* [PROMPT] Down to the last character, write out the records below.

=====

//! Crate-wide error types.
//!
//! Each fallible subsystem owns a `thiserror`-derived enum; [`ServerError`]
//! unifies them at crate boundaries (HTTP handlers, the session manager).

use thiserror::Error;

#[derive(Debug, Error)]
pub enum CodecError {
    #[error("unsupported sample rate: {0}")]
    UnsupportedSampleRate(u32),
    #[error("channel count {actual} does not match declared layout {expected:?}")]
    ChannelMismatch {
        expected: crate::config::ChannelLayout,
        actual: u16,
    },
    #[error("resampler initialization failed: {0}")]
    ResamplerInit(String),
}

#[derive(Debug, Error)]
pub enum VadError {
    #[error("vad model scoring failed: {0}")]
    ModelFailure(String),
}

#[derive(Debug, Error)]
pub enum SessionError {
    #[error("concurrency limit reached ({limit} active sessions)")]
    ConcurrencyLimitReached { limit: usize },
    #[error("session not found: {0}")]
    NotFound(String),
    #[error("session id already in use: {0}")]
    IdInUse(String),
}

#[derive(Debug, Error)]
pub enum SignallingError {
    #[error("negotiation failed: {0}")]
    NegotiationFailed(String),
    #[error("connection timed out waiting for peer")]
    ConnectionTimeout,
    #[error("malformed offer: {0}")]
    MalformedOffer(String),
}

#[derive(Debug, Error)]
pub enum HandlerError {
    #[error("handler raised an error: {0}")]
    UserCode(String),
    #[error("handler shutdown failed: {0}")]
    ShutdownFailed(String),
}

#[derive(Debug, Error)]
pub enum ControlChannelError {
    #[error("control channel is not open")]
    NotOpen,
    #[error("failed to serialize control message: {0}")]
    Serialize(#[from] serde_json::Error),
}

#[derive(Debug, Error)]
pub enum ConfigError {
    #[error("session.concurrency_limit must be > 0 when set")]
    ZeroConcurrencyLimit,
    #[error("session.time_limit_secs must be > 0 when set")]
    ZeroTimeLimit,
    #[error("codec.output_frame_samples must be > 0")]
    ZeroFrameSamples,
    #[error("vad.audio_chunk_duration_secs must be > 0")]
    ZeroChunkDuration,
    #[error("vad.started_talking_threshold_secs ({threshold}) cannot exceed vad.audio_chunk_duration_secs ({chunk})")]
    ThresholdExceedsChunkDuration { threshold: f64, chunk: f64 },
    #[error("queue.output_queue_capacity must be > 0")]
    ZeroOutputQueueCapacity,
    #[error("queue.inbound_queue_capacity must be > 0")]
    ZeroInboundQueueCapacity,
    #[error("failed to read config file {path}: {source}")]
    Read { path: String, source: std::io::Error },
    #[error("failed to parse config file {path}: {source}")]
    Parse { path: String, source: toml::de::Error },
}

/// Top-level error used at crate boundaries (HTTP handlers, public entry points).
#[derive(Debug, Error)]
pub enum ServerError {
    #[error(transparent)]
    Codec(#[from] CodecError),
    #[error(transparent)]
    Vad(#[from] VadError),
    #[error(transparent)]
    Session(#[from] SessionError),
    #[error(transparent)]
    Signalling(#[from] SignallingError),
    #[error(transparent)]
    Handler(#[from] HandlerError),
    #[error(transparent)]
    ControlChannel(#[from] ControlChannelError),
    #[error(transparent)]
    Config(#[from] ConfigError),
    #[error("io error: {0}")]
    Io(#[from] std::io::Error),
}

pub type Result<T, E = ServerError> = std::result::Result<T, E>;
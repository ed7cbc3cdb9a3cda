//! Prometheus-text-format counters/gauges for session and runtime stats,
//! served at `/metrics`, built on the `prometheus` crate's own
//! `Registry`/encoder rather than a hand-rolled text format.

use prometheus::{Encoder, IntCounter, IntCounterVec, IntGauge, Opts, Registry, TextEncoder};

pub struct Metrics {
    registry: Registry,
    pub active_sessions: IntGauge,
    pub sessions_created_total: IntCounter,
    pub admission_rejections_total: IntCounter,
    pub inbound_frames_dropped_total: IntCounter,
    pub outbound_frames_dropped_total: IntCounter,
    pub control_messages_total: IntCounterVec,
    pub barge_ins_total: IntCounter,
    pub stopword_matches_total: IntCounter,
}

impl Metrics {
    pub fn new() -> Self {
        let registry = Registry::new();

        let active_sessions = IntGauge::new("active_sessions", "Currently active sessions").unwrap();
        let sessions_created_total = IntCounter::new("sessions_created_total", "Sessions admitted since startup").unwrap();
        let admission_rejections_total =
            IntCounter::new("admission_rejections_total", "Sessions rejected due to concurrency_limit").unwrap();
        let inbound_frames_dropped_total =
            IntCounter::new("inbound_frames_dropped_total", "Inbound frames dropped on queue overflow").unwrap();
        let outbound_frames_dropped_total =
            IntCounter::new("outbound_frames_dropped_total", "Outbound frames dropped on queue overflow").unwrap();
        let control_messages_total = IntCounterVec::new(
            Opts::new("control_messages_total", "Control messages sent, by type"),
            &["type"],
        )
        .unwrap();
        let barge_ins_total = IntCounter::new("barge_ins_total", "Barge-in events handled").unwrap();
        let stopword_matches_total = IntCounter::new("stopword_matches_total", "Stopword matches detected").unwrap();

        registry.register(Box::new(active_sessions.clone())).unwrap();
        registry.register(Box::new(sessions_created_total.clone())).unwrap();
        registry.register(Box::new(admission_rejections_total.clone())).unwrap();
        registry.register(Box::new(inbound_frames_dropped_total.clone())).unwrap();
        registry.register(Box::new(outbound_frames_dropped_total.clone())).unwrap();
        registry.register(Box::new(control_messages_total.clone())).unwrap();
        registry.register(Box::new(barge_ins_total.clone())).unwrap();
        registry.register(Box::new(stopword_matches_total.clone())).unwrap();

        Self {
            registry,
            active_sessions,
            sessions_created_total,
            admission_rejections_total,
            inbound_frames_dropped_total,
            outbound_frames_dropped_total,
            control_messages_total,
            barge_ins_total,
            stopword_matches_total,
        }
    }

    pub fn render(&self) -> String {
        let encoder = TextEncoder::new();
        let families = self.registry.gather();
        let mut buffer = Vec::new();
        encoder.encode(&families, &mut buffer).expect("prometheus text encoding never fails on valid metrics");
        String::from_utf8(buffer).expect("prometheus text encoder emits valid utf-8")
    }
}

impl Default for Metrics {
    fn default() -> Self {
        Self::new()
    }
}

=====

* [RESPONSE TO THIS EXERCISE]
//! Crate-wide error types.
//!
//! Each fallible subsystem owns a `thiserror`-derived enum; [`ServerError`]
//! unifies them at crate boundaries (HTTP handlers, the session manager).

use thiserror::Error;

#[derive(Debug, Error)]
pub enum CodecError {
    #[error("unsupported sample rate: {0}")]
    UnsupportedSampleRate(u32),
    #[error("channel count {actual} does not match declared layout {expected:?}")]
    ChannelMismatch {
        expected: crate::config::ChannelLayout,
        actual: u16,
    },
    #[error("resampler initialization failed: {0}")]
    ResamplerInit(String),
}

#[derive(Debug, Error)]
pub enum VadError {
    #[error("vad model scoring failed: {0}")]
    ModelFailure(String),
}

#[derive(Debug, Error)]
pub enum SessionError {
    #[error("concurrency limit reached ({limit} active sessions)")]
    ConcurrencyLimitReached { limit: usize },
    #[error("session not found: {0}")]
    NotFound(String),
    #[error("session id already in use: {0}")]
    IdInUse(String),
}

#[derive(Debug, Error)]
pub enum SignallingError {
    #[error("negotiation failed: {0}")]
    NegotiationFailed(String),
    #[error("connection timed out waiting for peer")]
    ConnectionTimeout,
    #[error("malformed offer: {0}")]
    MalformedOffer(String),
}

#[derive(Debug, Error)]
pub enum HandlerError {
    #[error("handler raised an error: {0}")]
    UserCode(String),
    #[error("handler shutdown failed: {0}")]
    ShutdownFailed(String),
}

#[derive(Debug, Error)]
pub enum ControlChannelError {
    #[error("control channel is not open")]
    NotOpen,
    #[error("failed to serialize control message: {0}")]
    Serialize(#[from] serde_json::Error),
}

#[derive(Debug, Error)]
pub enum ConfigError {
    #[error("session.concurrency_limit must be > 0 when set")]
    ZeroConcurrencyLimit,
    #[error("session.time_limit_secs must be > 0 when set")]
    ZeroTimeLimit,
    #[error("codec.output_frame_samples must be > 0")]
    ZeroFrameSamples,
    #[error("vad.audio_chunk_duration_secs must be > 0")]
    ZeroChunkDuration,
    #[error("vad.started_talking_threshold_secs ({threshold}) cannot exceed vad.audio_chunk_duration_secs ({chunk})")]
    ThresholdExceedsChunkDuration { threshold: f64, chunk: f64 },
    #[error("queue.output_queue_capacity must be > 0")]
    ZeroOutputQueueCapacity,
    #[error("queue.inbound_queue_capacity must be > 0")]
    ZeroInboundQueueCapacity,
    #[error("failed to read config file {path}: {source}")]
    Read { path: String, source: std::io::Error },
    #[error("failed to parse config file {path}: {source}")]
    Parse { path: String, source: toml::de::Error },
}

/// Top-level error used at crate boundaries (HTTP handlers, public entry points).
#[derive(Debug, Error)]
pub enum ServerError {
    #[error(transparent)]
    Codec(#[from] CodecError),
    #[error(transparent)]
    Vad(#[from] VadError),
    #[error(transparent)]
    Session(#[from] SessionError),
    #[error(transparent)]
    Signalling(#[from] SignallingError),
    #[error(transparent)]
    Handler(#[from] HandlerError),
    #[error(transparent)]
    ControlChannel(#[from] ControlChannelError),
    #[error(transparent)]
    Config(#[from] ConfigError),
    #[error("io error: {0}")]
    Io(#[from] std::io::Error),
}

pub type Result<T, E = ServerError> = std::result::Result<T, E>;
repository ed7cbc3cdb9a3cda
//! Prometheus-text-format counters/gauges for session and runtime stats,
//! served at `/metrics`, built on the `prometheus` crate's own
//! `Registry`/encoder rather than a hand-rolled text format.

use prometheus::{Encoder, IntCounter, IntCounterVec, IntGauge, Opts, Registry, TextEncoder};

pub struct Metrics {
    registry: Registry,
    pub active_sessions: IntGauge,
    pub sessions_created_total: IntCounter,
    pub admission_rejections_total: IntCounter,
    pub inbound_frames_dropped_total: IntCounter,
    pub outbound_frames_dropped_total: IntCounter,
    pub control_messages_total: IntCounterVec,
    pub barge_ins_total: IntCounter,
    pub stopword_matches_total: IntCounter,
}

impl Metrics {
    pub fn new() -> Self {
        let registry = Registry::new();

        let active_sessions = IntGauge::new("active_sessions", "Currently active sessions").unwrap();
        let sessions_created_total = IntCounter::new("sessions_created_total", "Sessions admitted since startup").unwrap();
        let admission_rejections_total =
            IntCounter::new("admission_rejections_total", "Sessions rejected due to concurrency_limit").unwrap();
        let inbound_frames_dropped_total =
            IntCounter::new("inbound_frames_dropped_total", "Inbound frames dropped on queue overflow").unwrap();
        let outbound_frames_dropped_total =
            IntCounter::new("outbound_frames_dropped_total", "Outbound frames dropped on queue overflow").unwrap();
        let control_messages_total = IntCounterVec::new(
            Opts::new("control_messages_total", "Control messages sent, by type"),
            &["type"],
        )
        .unwrap();
        let barge_ins_total = IntCounter::new("barge_ins_total", "Barge-in events handled").unwrap();
        let stopword_matches_total = IntCounter::new("stopword_matches_total", "Stopword matches detected").unwrap();

        registry.register(Box::new(active_sessions.clone())).unwrap();
        registry.register(Box::new(sessions_created_total.clone())).unwrap();
        registry.register(Box::new(admission_rejections_total.clone())).unwrap();
        registry.register(Box::new(inbound_frames_dropped_total.clone())).unwrap();
        registry.register(Box::new(outbound_frames_dropped_total.clone())).unwrap();
        registry.register(Box::new(control_messages_total.clone())).unwrap();
        registry.register(Box::new(barge_ins_total.clone())).unwrap();
        registry.register(Box::new(stopword_matches_total.clone())).unwrap();

        Self {
            registry,
            active_sessions,
            sessions_created_total,
            admission_rejections_total,
            inbound_frames_dropped_total,
            outbound_frames_dropped_total,
            control_messages_total,
            barge_ins_total,
            stopword_matches_total,
        }
    }

    pub fn render(&self) -> String {
        let encoder = TextEncoder::new();
        let families = self.registry.gather();
        let mut buffer = Vec::new();
        encoder.encode(&families, &mut buffer).expect("prometheus text encoding never fails on valid metrics");
        String::from_utf8(buffer).expect("prometheus text encoder emits valid utf-8")
    }
}

impl Default for Metrics {
    fn default() -> Self {
        Self::new()
    }
}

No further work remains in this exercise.